We saw last week how Jesus re-signified the Jerusalem Temple as the place God causes the divine Name to dwell by connecting it to his own body as the incarnation of the Word, and pointed to the promise of death and resurrection by reference to the destruction and rebuilding of the Temple. The Johannine motif of re-signifying key symbols by reference to Jesus is continued in this week’s reading, as Jesus uses the bronze serpent from the Numbers passage, and from later Temple practice, to signify himself being “lifted up” on the Cross and from the grave.
The serpent effigy that Moses lifted up brought healing to all who saw it; when Jesus is lifted up, those are given eternal life who “believe.” This effectively sets in apposition “belief” and “sight”; that is, for John “believing” is more than an intellectual act of agreeing with propositions that cannot be logically demonstrated, but “believing” is a kind of perception, a knowledge derived from involvement in the thing that is known.
This leads to a second re-signification in this passage, when Jesus includes and transcends the notion of “judgment” by new reference to himself.

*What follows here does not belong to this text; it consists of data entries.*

//! Audit log records.

use crate::core::{Decision, InstanceStatus, TriggerKind};
use crate::utils::{generate_id, Timestamp};
use serde::{Deserialize, Serialize};

/// An immutable, timestamped record of a state or stage change.
#[derive(Debug, Clone, PartialEq, Eq, Serialize, Deserialize)]
pub struct Transition {
    /// Transition id.
    pub id: String,
    /// Owning instance.
    pub instance_id: String,
    /// When the change happened.
    pub timestamp: Timestamp,
    /// Stage before the change.
    pub from_stage: Option<String>,
    /// Stage after the change.
    pub to_stage: Option<String>,
    /// Status before the change, when the status changed.
    pub from_status: Option<InstanceStatus>,
    /// Status after the change, when the status changed.
    pub to_status: Option<InstanceStatus>,
    /// User who caused the change.
    pub triggered_by: String,
    /// What caused the change.
    pub trigger_kind: TriggerKind,
    /// Task involved, if any.
    pub task_id: Option<String>,
    /// Decision involved, if any.
    pub decision: Option<Decision>,
    /// Free-form comments.
    pub comments: String,
}

impl Transition {
    /// Creates a transition with a fresh id and no stage or status data.
    #[must_use]
    pub fn new(
        instance_id: impl Into<String>,
        trigger_kind: TriggerKind,
        triggered_by: impl Into<String>,
        timestamp: Timestamp,
    ) -> Self {
        Self {
            id: generate_id(),
            instance_id: instance_id.into(),
            timestamp,
            from_stage: None,
            to_stage: None,
            from_status: None,
            to_status: None,
            triggered_by: triggered_by.into(),
            trigger_kind,
            task_id: None,
            decision: None,
            comments: String::new(),
        }
    }

    /// Sets the stage pair.
    #[must_use]
    pub fn with_stages(mut self, from: Option<String>, to: Option<String>) -> Self {
        self.from_stage = from;
        self.to_stage = to;
        self
    }

    /// Sets the task and decision involved.
    #[must_use]
    pub fn with_task(mut self, task_id: impl Into<String>, decision: Decision) -> Self {
        self.task_id = Some(task_id.into());
        self.decision = Some(decision);
        self
    }

    /// Sets the comments.
    #[must_use]
    pub fn with_comments(mut self, comments: impl Into<String>) -> Self {
        self.comments = comments.into();
        self
    }

    /// Returns true if the transition records a status change.
    #[must_use]
    pub const fn changes_status(&self) -> bool {
        self.to_status.is_some()
    }
}

#[cfg(test)]
mod tests {
    use super::*;
    use chrono::Utc;

    #[test]
    fn test_transition_builder() {
        let t = Transition::new("inst-1", TriggerKind::Decision, "alice", Utc::now())
            .with_stages(Some("s1".to_string()), Some("s1".to_string()))
            .with_task("task-1", Decision::Approved)
            .with_comments("looks good");

        assert_eq!(t.task_id.as_deref(), Some("task-1"));
        assert_eq!(t.decision, Some(Decision::Approved));
        assert_eq!(t.comments, "looks good");
        assert!(!t.changes_status());
    }

    #[test]
    fn test_transition_serializes_wire_values() {
        let mut t = Transition::new("inst-1", TriggerKind::StageAdvance, "alice", Utc::now());
        t.from_status = Some(InstanceStatus::Active);
        t.to_status = Some(InstanceStatus::PendingApproval);

        let json = serde_json::to_value(&t).unwrap();
        assert_eq!(json["trigger_kind"], "stage_advance");
        assert_eq!(json["to_status"], "pending");
        assert!(t.changes_status());
    }
}
//! Identifier generation.

use uuid::Uuid;

/// Generates a new time-ordered UUID (v7).
#[must_use]
pub fn generate_uuid() -> Uuid {
    Uuid::now_v7()
}

/// Generates a new identifier for instances, tasks and transitions.
///
/// Identifiers sort by creation time, which keeps audit logs and task
/// listings in a stable order when a store returns them by id.
#[must_use]
pub fn generate_id() -> String {
    generate_uuid().to_string()
}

Jesus has not come to “condemn”: his role as Son of God and Messiah is not to be conqueror and judge, bringing condemnation to all God’s enemies, as was often thought of the Messiah in first-century Judaism; instead, his role as Son of God and Messiah is to bring “eternal life,” “salvation,” “belief,” and “light,” all words used here as roughly equivalent pointers to a transcendent quality of life whose full concreteness cannot be captured in any single abstraction of word or image.
In this new quality of life, “judgment” is not the same as “condemnation,” but “judgment” is something more like “being clearly seen.” The Greek word for “judgment” used in the original text is the same word from which we get the English word “criticism,” which can indeed be taken in a negative, condemnatory sense, but which also has the sense of informed and mindful appreciation, as in “literary criticism.” Jesus here reinterprets the theme of judgment to be an enlightened and clarified experience of the meaning and actions of one’s life, the “deeds” that are “true” and that “have been done in God.” This creative transformation of the idea of judgment can be seen as part of the overarching covenant to deal with sin redemptively rather than destructively that is the theme of this entire Lenten sequence.